Mais les enjeux et les attentes se sont accrus au point de devenir antinomiques en termes de gestion. Comment satisfaire, par exemple, à la fois ceux pour qui la forêt représente un idéal de naturalité, et ceux qui la considèrent comme une ressource indispensable à l’économie ou à la transition écologique ?

Face à la disparité des enjeux et à l’incertitude relative aux mutations en cours, l’inaction conduirait inévitablement à contraindre l’évolution et à limiter les solutions. Au contraire, l’intervention humaine peut faciliter l’adaptation des forêts, en particulier en garantissant une pluralité des modes de gestion, c’est-à-dire accepter que certaines forêts favorisent un service écosystémique au détriment d’un autre.

Mosaïque de paysages vus du ciel
La pluralité des sylvicultures revendiquée dans le texte se comprend également au niveau spatial. Conjuguée à la diversité des espèces ligneuses, elle maintient des interfaces variées entre écosystèmes différents (paysages agricoles et forestiers) favorables à la biodiversité tout en assurant la multifonctionnalité des forêts. IGN, Fourni par l'auteur

Le pin maritime offre un excellent exemple à cet égard : cultivé de manière intensive en plantations artificielles dans les landes de Gascogne, il répond principalement à la séquestration de carbone et à la production de matière première (bois, fibre). Mais régénéré de manière naturelle dans les dunes atlantiques, il contribue à la préservation des milieux et à la fixation des dunes.

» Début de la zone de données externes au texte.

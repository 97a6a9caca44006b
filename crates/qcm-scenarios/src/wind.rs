//! Stochastic renewable-penetration profiles.
//!
//! Hourly wind output is drawn from a Weibull distribution by inverse
//! transform: `X = (-ln(1 - U))^(1/k)` for `U ~ Uniform(0, 1)`, scaled by
//! the base power and a variability uplift. Shape `k = 2` (Rayleigh) is the
//! customary choice for wind-speed studies.

use chrono::{DateTime, Utc};
use qcm_core::{QcmError, QcmResult};
use rand::{rngs::StdRng, Rng, SeedableRng};
use serde::{Deserialize, Serialize};
use std::path::Path;

/// Parameters for one profile.
#[derive(Debug, Clone, Serialize, Deserialize)]
pub struct WindProfileSpec {
    /// Number of hourly samples
    pub hours: usize,
    /// Nameplate base power in MW
    pub base_power_mw: f64,
    /// Weibull shape parameter
    pub shape: f64,
    /// Fractional uplift applied to every sample (0.2 = +20%)
    pub variability: f64,
    /// RNG seed; `None` seeds from entropy
    pub seed: Option<u64>,
}

impl WindProfileSpec {
    /// 24-hour profile with the customary shape and variability.
    pub fn daily(base_power_mw: f64) -> Self {
        Self {
            hours: 24,
            base_power_mw,
            shape: 2.0,
            variability: 0.2,
            seed: None,
        }
    }

    pub fn with_hours(mut self, hours: usize) -> Self {
        self.hours = hours;
        self
    }

    pub fn with_shape(mut self, shape: f64) -> Self {
        self.shape = shape;
        self
    }

    pub fn with_seed(mut self, seed: u64) -> Self {
        self.seed = Some(seed);
        self
    }

    pub fn validate(&self) -> QcmResult<()> {
        if self.hours == 0 {
            return Err(QcmError::Config("profile needs at least one hour".into()));
        }
        if !(self.base_power_mw > 0.0) {
            return Err(QcmError::Config("base power must be positive".into()));
        }
        if !(self.shape > 0.0) {
            return Err(QcmError::Config("Weibull shape must be positive".into()));
        }
        if !(self.variability >= 0.0) {
            return Err(QcmError::Config("variability must be non-negative".into()));
        }
        Ok(())
    }

    /// Draw the hourly samples.
    pub fn generate(&self) -> QcmResult<Vec<WindSample>> {
        self.validate()?;
        let mut rng = match self.seed {
            Some(seed) => StdRng::seed_from_u64(seed),
            None => StdRng::from_entropy(),
        };
        let uplift = 1.0 + self.variability;
        let samples = (0..self.hours)
            .map(|hour| {
                // gen() is in [0, 1), so 1 - u stays strictly positive.
                let u: f64 = rng.gen();
                let weibull = (-(1.0 - u).ln()).powf(1.0 / self.shape);
                WindSample {
                    hour,
                    power_mw: self.base_power_mw * weibull * uplift,
                }
            })
            .collect();
        Ok(samples)
    }
}

/// One hourly sample, serialized with `Hour`/`Wind_MW` CSV headers.
#[derive(Debug, Clone, Serialize, Deserialize)]
pub struct WindSample {
    #[serde(rename = "Hour")]
    pub hour: usize,
    #[serde(rename = "Wind_MW")]
    pub power_mw: f64,
}

/// Write samples as CSV (`Hour,Wind_MW`).
pub fn write_profile_csv(samples: &[WindSample], path: &Path) -> QcmResult<()> {
    let mut writer = csv::Writer::from_path(path)
        .map_err(|e| QcmError::Io(std::io::Error::new(std::io::ErrorKind::Other, e)))?;
    for sample in samples {
        writer
            .serialize(sample)
            .map_err(|e| QcmError::Parse(e.to_string()))?;
    }
    writer
        .flush()
        .map_err(|e| QcmError::Io(std::io::Error::new(std::io::ErrorKind::Other, e)))?;
    Ok(())
}

/// Provenance record written alongside exported profiles.
#[derive(Debug, Clone, Serialize, Deserialize)]
pub struct ProfileManifest {
    pub created_at: DateTime<Utc>,
    pub spec: WindProfileSpec,
}

impl ProfileManifest {
    pub fn new(spec: WindProfileSpec) -> Self {
        Self {
            created_at: Utc::now(),
            spec,
        }
    }

    pub fn write_json(&self, path: &Path) -> QcmResult<()> {
        let json = serde_json::to_string_pretty(self)?;
        std::fs::write(path, json)?;
        Ok(())
    }
}

#[cfg(test)]
mod tests {
    use super::*;

    #[test]
    fn profile_has_requested_length_and_positive_power() {
        let samples = WindProfileSpec::daily(100.0)
            .with_seed(42)
            .generate()
            .unwrap();
        assert_eq!(samples.len(), 24);
        assert!(samples.iter().all(|s| s.power_mw >= 0.0));
        assert!(samples.iter().all(|s| s.power_mw.is_finite()));
        assert_eq!(samples.last().unwrap().hour, 23);
    }

    #[test]
    fn seeded_profiles_are_reproducible() {
        let a = WindProfileSpec::daily(100.0).with_seed(7).generate().unwrap();
        let b = WindProfileSpec::daily(100.0).with_seed(7).generate().unwrap();
        for (x, y) in a.iter().zip(&b) {
            assert_eq!(x.power_mw, y.power_mw);
        }
    }

    #[test]
    fn invalid_specs_are_rejected() {
        assert!(WindProfileSpec::daily(100.0).with_hours(0).generate().is_err());
        assert!(WindProfileSpec::daily(0.0).generate().is_err());
        assert!(WindProfileSpec::daily(100.0).with_shape(0.0).generate().is_err());
    }

    #[test]
    fn csv_roundtrip_preserves_samples() {
        let dir = tempfile::tempdir().unwrap();
        let path = dir.path().join("profile.csv");
        let samples = WindProfileSpec::daily(100.0)
            .with_seed(1)
            .generate()
            .unwrap();
        write_profile_csv(&samples, &path).unwrap();

        let mut reader = csv::Reader::from_path(&path).unwrap();
        let restored: Vec<WindSample> = reader.deserialize().map(|r| r.unwrap()).collect();
        assert_eq!(restored.len(), samples.len());
        assert_eq!(restored[3].hour, samples[3].hour);
        assert!((restored[3].power_mw - samples[3].power_mw).abs() < 1e-9);
    }

    #[test]
    fn manifest_serializes_spec() {
        let manifest = ProfileManifest::new(WindProfileSpec::daily(80.0).with_seed(5));
        let json = serde_json::to_string(&manifest).unwrap();
        assert!(json.contains("base_power_mw"));
        assert!(json.contains("created_at"));
    }
}
//! Adaptive control loop coupling the signal policy to the swarm optimizer.
//!
//! Each epoch observes the grid, derives an exploration coefficient from the
//! policy signal, runs a fresh QPSO search for a dispatch adjustment, commits
//! the best candidate, and feeds the resulting reward back into the policy
//! weights. The swarm is rebuilt every epoch; only the weights persist.
//!
//! The weight update is a pluggable [`WeightUpdate`] strategy. The default,
//! [`RewardScaledUpdate`], nudges every weight by the scaled reward; a
//! gradient estimator (finite-difference or parameter-shift) can slot in
//! behind the same interface.

use crate::evaluator::GridEvaluator;
use crate::qpso::{QpsoConfig, QpsoEngine};
use crate::signal::SignalSource;
use qcm_core::{QcmError, QcmResult};
use serde::{Deserialize, Serialize};
use std::time::{Duration, Instant};
use tracing::info;

/// Map a bounded signal to an exploration coefficient in `[0, 1]`.
///
/// `0.5 + 0.5 * mean(signal)`: a signal of all `-1` collapses the swarm, all
/// `+1` doubles the nominal spread.
pub fn exploration_coefficient(signal: &[f64]) -> f64 {
    if signal.is_empty() {
        return 0.5;
    }
    let mean = signal.iter().sum::<f64>() / signal.len() as f64;
    0.5 + 0.5 * mean
}

/// Policy-weight update strategy.
pub trait WeightUpdate {
    /// Update `weights` in place from the committed epoch's reward.
    fn update(&self, weights: &mut [f64], reward: f64);
}

/// `w += learning_rate * reward`, applied uniformly.
///
/// A placeholder update; swap in a gradient-estimation strategy for real
/// training.
#[derive(Debug, Clone)]
pub struct RewardScaledUpdate {
    pub learning_rate: f64,
}

impl RewardScaledUpdate {
    pub fn new(learning_rate: f64) -> Self {
        Self { learning_rate }
    }
}

impl WeightUpdate for RewardScaledUpdate {
    fn update(&self, weights: &mut [f64], reward: f64) {
        for w in weights {
            *w += self.learning_rate * reward;
        }
    }
}

/// Control-loop parameters.
#[derive(Debug, Clone, Serialize, Deserialize)]
pub struct ControlLoopConfig {
    /// Maximum number of epochs
    pub epochs: usize,
    /// Swarm size per epoch
    pub particle_count: usize,
    /// Dispatch-vector dimension; must equal the evaluator's action length
    pub dimension: usize,
    /// QPSO steps per epoch
    pub iteration_budget: usize,
    /// Stop after this many epochs without reward improvement
    pub plateau_patience: Option<usize>,
    /// Minimum improvement that resets the plateau counter
    pub plateau_tolerance: f64,
    /// Wall-clock budget in seconds, checked between epochs
    pub time_budget_secs: Option<u64>,
    /// Base RNG seed; each epoch derives its own swarm seed from it
    pub seed: Option<u64>,
}

impl ControlLoopConfig {
    pub fn new(epochs: usize, particle_count: usize, dimension: usize) -> Self {
        Self {
            epochs,
            particle_count,
            dimension,
            iteration_budget: 1,
            plateau_patience: None,
            plateau_tolerance: 1e-6,
            time_budget_secs: None,
            seed: None,
        }
    }

    pub fn with_iteration_budget(mut self, iteration_budget: usize) -> Self {
        self.iteration_budget = iteration_budget;
        self
    }

    pub fn with_plateau(mut self, patience: usize, tolerance: f64) -> Self {
        self.plateau_patience = Some(patience);
        self.plateau_tolerance = tolerance;
        self
    }

    pub fn with_time_budget(mut self, secs: u64) -> Self {
        self.time_budget_secs = Some(secs);
        self
    }

    pub fn with_seed(mut self, seed: u64) -> Self {
        self.seed = Some(seed);
        self
    }

    pub fn validate(&self) -> QcmResult<()> {
        if self.epochs == 0 {
            return Err(QcmError::Config("epoch count must be >= 1".into()));
        }
        if self.particle_count == 0 {
            return Err(QcmError::Config("particle count must be >= 1".into()));
        }
        if self.dimension == 0 {
            return Err(QcmError::Config("dimension must be >= 1".into()));
        }
        if self.iteration_budget == 0 {
            return Err(QcmError::Config("iteration budget must be >= 1".into()));
        }
        if !self.plateau_tolerance.is_finite() || self.plateau_tolerance < 0.0 {
            return Err(QcmError::Config(
                "plateau tolerance must be finite and non-negative".into(),
            ));
        }
        Ok(())
    }
}

/// Outcome of one committed epoch.
#[derive(Debug, Clone, Serialize, Deserialize)]
pub struct EpochRecord {
    pub epoch: usize,
    /// Exploration coefficient used for this epoch's swarm
    pub beta: f64,
    /// Reward after committing the best action
    pub reward: f64,
    /// Best fitness the swarm found (negated reward of the best candidate)
    pub best_fitness: f64,
}

/// Why the loop stopped.
#[derive(Debug, Clone, Copy, PartialEq, Eq, Serialize, Deserialize)]
pub enum StopReason {
    EpochBudget,
    RewardPlateau,
    TimeBudget,
}

/// Full trace of a loop run.
#[derive(Debug, Clone, Serialize, Deserialize)]
pub struct LoopReport {
    pub records: Vec<EpochRecord>,
    pub stop_reason: StopReason,
    /// Final policy weights after the last committed epoch
    pub final_weights: Vec<f64>,
}

/// Epoch driver over an evaluator, a signal policy, and an update strategy.
pub struct ControlLoop<E: GridEvaluator, S: SignalSource> {
    evaluator: E,
    policy: S,
    update_rule: Box<dyn WeightUpdate>,
    weights: Vec<f64>,
    config: ControlLoopConfig,
}

impl<E: GridEvaluator, S: SignalSource> ControlLoop<E, S> {
    /// Wire up a loop, checking every dimension coupling up front.
    ///
    /// Fails with `QcmError::Config` when the swarm dimension differs from
    /// the evaluator's action length, or when the policy's qubit count does
    /// not match the state-vector length or the initial weight count.
    pub fn new(
        evaluator: E,
        policy: S,
        update_rule: Box<dyn WeightUpdate>,
        initial_weights: Vec<f64>,
        config: ControlLoopConfig,
    ) -> QcmResult<Self> {
        config.validate()?;
        if config.dimension != evaluator.action_len() {
            return Err(QcmError::Config(format!(
                "swarm dimension {} does not match evaluator action length {}",
                config.dimension,
                evaluator.action_len()
            )));
        }
        let qubits = policy.qubit_count();
        let state_len = evaluator.state().len();
        if qubits != state_len {
            return Err(QcmError::Config(format!(
                "policy qubit count {qubits} does not match state-vector length {state_len}"
            )));
        }
        if initial_weights.len() != qubits {
            return Err(QcmError::Config(format!(
                "{} initial weights for a {qubits}-qubit policy",
                initial_weights.len()
            )));
        }
        Ok(Self {
            evaluator,
            policy,
            update_rule,
            weights: initial_weights,
            config,
        })
    }

    /// Current policy weights.
    pub fn weights(&self) -> &[f64] {
        &self.weights
    }

    /// The wrapped evaluator (e.g. for inspecting the committed grid).
    pub fn evaluator_mut(&mut self) -> &mut E {
        &mut self.evaluator
    }

    fn epoch_seed(&self, epoch: usize) -> Option<u64> {
        self.config
            .seed
            .map(|seed| seed ^ (epoch as u64).wrapping_mul(0x9E37_79B9_7F4A_7C15))
    }

    /// Run one epoch: observe, search, commit, learn.
    pub fn run_epoch(&mut self, epoch: usize) -> QcmResult<EpochRecord> {
        let state = self.evaluator.state();
        let signal = self.policy.evaluate(&self.weights, &state)?;
        let beta = exploration_coefficient(&signal);

        let mut swarm_config =
            QpsoConfig::new(self.config.particle_count, self.config.dimension, beta)
                .with_iteration_budget(self.config.iteration_budget);
        if let Some(seed) = self.epoch_seed(epoch) {
            swarm_config = swarm_config.with_seed(seed);
        }
        let mut engine = QpsoEngine::new(swarm_config)?;

        // Every candidate is scored against the same baseline so fitness is
        // a function of the candidate alone, not of evaluation order.
        let baseline = self.evaluator.snapshot();
        {
            let evaluator = &mut self.evaluator;
            let mut fitness = |action: &[f64]| -> QcmResult<f64> {
                evaluator.restore(&baseline);
                evaluator.apply(action)?;
                Ok(-evaluator.reward()?)
            };
            engine.run(&mut fitness)?;
        }
        let best = engine.global_best().to_vec();
        let best_fitness = engine.global_best_fitness();

        // Commit the winning adjustment from the baseline grid.
        self.evaluator.restore(&baseline);
        self.evaluator.apply(&best)?;
        let reward = self.evaluator.reward()?;
        self.update_rule.update(&mut self.weights, reward);

        info!(epoch, beta, reward, best_fitness, "epoch committed");
        Ok(EpochRecord {
            epoch,
            beta,
            reward,
            best_fitness,
        })
    }

    /// Run until the epoch budget, reward plateau, or time budget is hit.
    pub fn run(&mut self) -> QcmResult<LoopReport> {
        let started = Instant::now();
        let time_budget = self.config.time_budget_secs.map(Duration::from_secs);
        let mut records = Vec::with_capacity(self.config.epochs);
        let mut best_reward = f64::NEG_INFINITY;
        let mut stalled = 0usize;
        let mut stop_reason = StopReason::EpochBudget;

        for epoch in 0..self.config.epochs {
            if let Some(budget) = time_budget {
                if started.elapsed() >= budget {
                    info!(epoch, "time budget exhausted, stopping");
                    stop_reason = StopReason::TimeBudget;
                    break;
                }
            }

            let record = self.run_epoch(epoch)?;
            if record.reward > best_reward + self.config.plateau_tolerance {
                best_reward = record.reward;
                stalled = 0;
            } else {
                stalled += 1;
            }
            records.push(record);

            if let Some(patience) = self.config.plateau_patience {
                if stalled >= patience {
                    info!(epoch, stalled, "reward plateau reached, stopping");
                    stop_reason = StopReason::RewardPlateau;
                    break;
                }
            }
        }

        Ok(LoopReport {
            records,
            stop_reason,
            final_weights: self.weights.clone(),
        })
    }
}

Dans son acception la plus large, le terme d’intervention doit être compris depuis l’absence d’action anthropique (évolution libre) jusqu’à une domestication accrue (sylviculture intensive). Pour cela, des sylvicultures variées doivent être encouragées et non opposées. Aucune sylviculture n’est meilleure qu’une autre dans l’absolu, en particulier dans un contexte changeant, et il serait illusoire d’essayer d’identifier une sylviculture qui permettrait de répondre à l’ensemble des enjeux.

C’est donc cette mosaïque de forêts, dont l’agencement doit être pensé à différentes échelles spatiales pour prendre en compte les interfaces avec les autres milieux, qui sera porteuse d’une diversité utile pour affronter le défi climatique.

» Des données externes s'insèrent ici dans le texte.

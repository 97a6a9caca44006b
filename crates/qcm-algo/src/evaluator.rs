//! Dispatch evaluation against a grid model.
//!
//! [`GridEvaluator`] is the seam between the optimizer and whatever produces
//! grid observations: a state vector, an `apply` that mutates the dispatch,
//! and a scalar reward. The trait also carries a snapshot/restore contract so
//! fitness evaluation can be a pure function of a candidate action — the
//! control loop restores a baseline before every particle's apply instead of
//! letting each particle see the previous particle's grid.
//!
//! [`NetworkEvaluator`] is the bundled implementation over `qcm-core`
//! networks and the linearized flow approximation.

use crate::power_flow::{FlowSolution, LinearizedFlowSolver};
use qcm_core::{Network, Node, NodeIndex, QcmError, QcmResult};

/// Congestion/voltage penalty, negated so that higher is better.
///
/// `reward = -(0.7 * congestion + 0.3 * voltage_deviation)` where congestion
/// sums line loading in excess of 100% and voltage deviation sums per-unit
/// distance from 1.0.
pub fn congestion_voltage_reward(loadings_percent: &[f64], voltages_pu: &[f64]) -> f64 {
    let congestion: f64 = loadings_percent
        .iter()
        .map(|&l| qcm_core::Percent(l).overload())
        .sum();
    let voltage_deviation: f64 = voltages_pu
        .iter()
        .map(|&v| qcm_core::PerUnit(v).deviation_from_nominal())
        .sum();
    -(0.7 * congestion + 0.3 * voltage_deviation)
}

/// A grid that accepts dispatch adjustments and reports back.
pub trait GridEvaluator {
    /// Opaque saved state for restoring a baseline between evaluations.
    type Snapshot: Clone;

    /// Length of the dispatch-adjustment vector `apply` expects.
    fn action_len(&self) -> usize;

    /// Current observation vector. Fixed length for the evaluator's lifetime.
    fn state(&self) -> Vec<f64>;

    /// Apply a dispatch adjustment. Vectors shorter than [`action_len`]
    /// fail fast with a dimension error; excess elements are ignored.
    /// Solver failures are recoverable — callers assign worst-case fitness
    /// and continue.
    ///
    /// [`action_len`]: GridEvaluator::action_len
    fn apply(&mut self, action: &[f64]) -> QcmResult<()>;

    /// Reward for the current grid state (higher is better).
    fn reward(&mut self) -> QcmResult<f64>;

    /// Capture the current dispatch and solved state.
    fn snapshot(&self) -> Self::Snapshot;

    /// Return to a previously captured snapshot.
    fn restore(&mut self, snapshot: &Self::Snapshot);
}

/// Saved dispatch and flow state of a [`NetworkEvaluator`].
#[derive(Debug, Clone)]
pub struct NetworkSnapshot {
    dispatch: Vec<f64>,
    solution: FlowSolution,
}

/// [`GridEvaluator`] over a `qcm-core` network and the linearized flow
/// approximation.
///
/// The observation vector concatenates the first `feature_width` branch
/// loadings, divided by 100, with the first `feature_width` bus voltages.
pub struct NetworkEvaluator {
    network: Network,
    solver: LinearizedFlowSolver,
    gen_indices: Vec<NodeIndex>,
    feature_width: usize,
    solution: FlowSolution,
}

impl NetworkEvaluator {
    /// Build an evaluator and solve the initial flow.
    ///
    /// Fails if the network has fewer branches or buses than
    /// `feature_width`, has no generators, or the initial flow does not
    /// converge.
    pub fn new(network: Network, feature_width: usize) -> QcmResult<Self> {
        let gen_indices = network.gen_indices();
        if gen_indices.is_empty() {
            return Err(QcmError::Validation(
                "network has no dispatchable generators".into(),
            ));
        }
        if feature_width == 0 {
            return Err(QcmError::Config("feature width must be >= 1".into()));
        }
        let solver = LinearizedFlowSolver::new();
        let solution = solver.solve(&network)?;
        if solution.loading_percent.len() < feature_width || solution.vm_pu.len() < feature_width {
            return Err(QcmError::Config(format!(
                "feature width {} exceeds solved network size ({} branches, {} buses)",
                feature_width,
                solution.loading_percent.len(),
                solution.vm_pu.len()
            )));
        }
        Ok(Self {
            network,
            solver,
            gen_indices,
            feature_width,
            solution,
        })
    }

    /// Replace the flow solver (e.g. to tighten the iteration cap).
    pub fn with_solver(mut self, solver: LinearizedFlowSolver) -> QcmResult<Self> {
        self.solution = solver.solve(&self.network)?;
        self.solver = solver;
        Ok(self)
    }

    /// The wrapped network with the latest solved loadings written back.
    pub fn network(&mut self) -> &Network {
        self.solution.write_back(&mut self.network);
        &self.network
    }

    /// Observation length: loadings plus voltages.
    pub fn state_len(&self) -> usize {
        self.feature_width * 2
    }

    fn current_dispatch(&self) -> Vec<f64> {
        self.gen_indices
            .iter()
            .map(|&idx| match &self.network.graph[idx] {
                Node::Gen(gen) => gen.active_power.value(),
                _ => unreachable!("gen_indices only holds generator nodes"),
            })
            .collect()
    }

    fn set_dispatch(&mut self, dispatch: &[f64]) {
        for (&idx, &p_mw) in self.gen_indices.iter().zip(dispatch) {
            if let Node::Gen(gen) = &mut self.network.graph[idx] {
                gen.active_power = qcm_core::Megawatts(p_mw);
            }
        }
    }
}

impl GridEvaluator for NetworkEvaluator {
    type Snapshot = NetworkSnapshot;

    fn action_len(&self) -> usize {
        self.gen_indices.len()
    }

    fn state(&self) -> Vec<f64> {
        let mut state = Vec::with_capacity(self.feature_width * 2);
        state.extend(
            self.solution.loading_percent[..self.feature_width]
                .iter()
                .map(|l| l / 100.0),
        );
        state.extend_from_slice(&self.solution.vm_pu[..self.feature_width]);
        state
    }

    fn apply(&mut self, action: &[f64]) -> QcmResult<()> {
        if action.len() < self.gen_indices.len() {
            return Err(QcmError::Dimension(format!(
                "action has {} elements, evaluator expects {}",
                action.len(),
                self.gen_indices.len()
            )));
        }
        for (&idx, &adjustment) in self.gen_indices.iter().zip(action) {
            if let Node::Gen(gen) = &mut self.network.graph[idx] {
                gen.active_power =
                    (gen.active_power + qcm_core::Megawatts(adjustment)).clamp(gen.pmin, gen.pmax);
            }
        }
        self.solution = self.solver.solve(&self.network)?;
        Ok(())
    }

    fn reward(&mut self) -> QcmResult<f64> {
        Ok(congestion_voltage_reward(
            &self.solution.loading_percent,
            &self.solution.vm_pu,
        ))
    }

    fn snapshot(&self) -> NetworkSnapshot {
        NetworkSnapshot {
            dispatch: self.current_dispatch(),
            solution: self.solution.clone(),
        }
    }

    fn restore(&mut self, snapshot: &NetworkSnapshot) {
        self.set_dispatch(&snapshot.dispatch);
        self.solution = snapshot.solution.clone();
    }
}

#[cfg(test)]
mod tests {
    use super::*;

    #[test]
    fn reward_matches_reference_vector() {
        // congestion = 5 + 0 + 20 = 25, deviation = 0.02 + 0.01 + 0.05 = 0.08
        let reward = congestion_voltage_reward(&[105.0, 98.0, 120.0], &[1.02, 0.99, 1.05]);
        assert!((reward - (-17.524)).abs() < 1e-9);
    }

    #[test]
    fn reward_is_zero_for_clean_grid() {
        let reward = congestion_voltage_reward(&[40.0, 80.0], &[1.0, 1.0]);
        assert_eq!(reward, 0.0);
    }

    #[test]
    fn reward_only_penalizes_excess_loading() {
        // Loading below 100% contributes nothing even close to the limit.
        let reward = congestion_voltage_reward(&[99.999], &[1.0]);
        assert_eq!(reward, 0.0);
    }
}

Nous avons les atouts pour mettre en œuvre des politiques publiques volontaristes en ce sens, à savoir une diversité de forêts façonnées par des générations de forestiers et un corpus de connaissances scientifiques et empiriques accumulées durant ces dernières décennies. Enfin, la société elle-même manifeste un intérêt réel à s’approprier cette réflexion.

Le temps n’est plus à des décisions verticales et dirigistes, mais à des politiques publiques démocratiquement consenties après un débat éclairé. Notre espoir est qu’il y ait un véritable débat public au niveau national autour de cette pluralité aboutissant à des choix démocratiquement acceptés.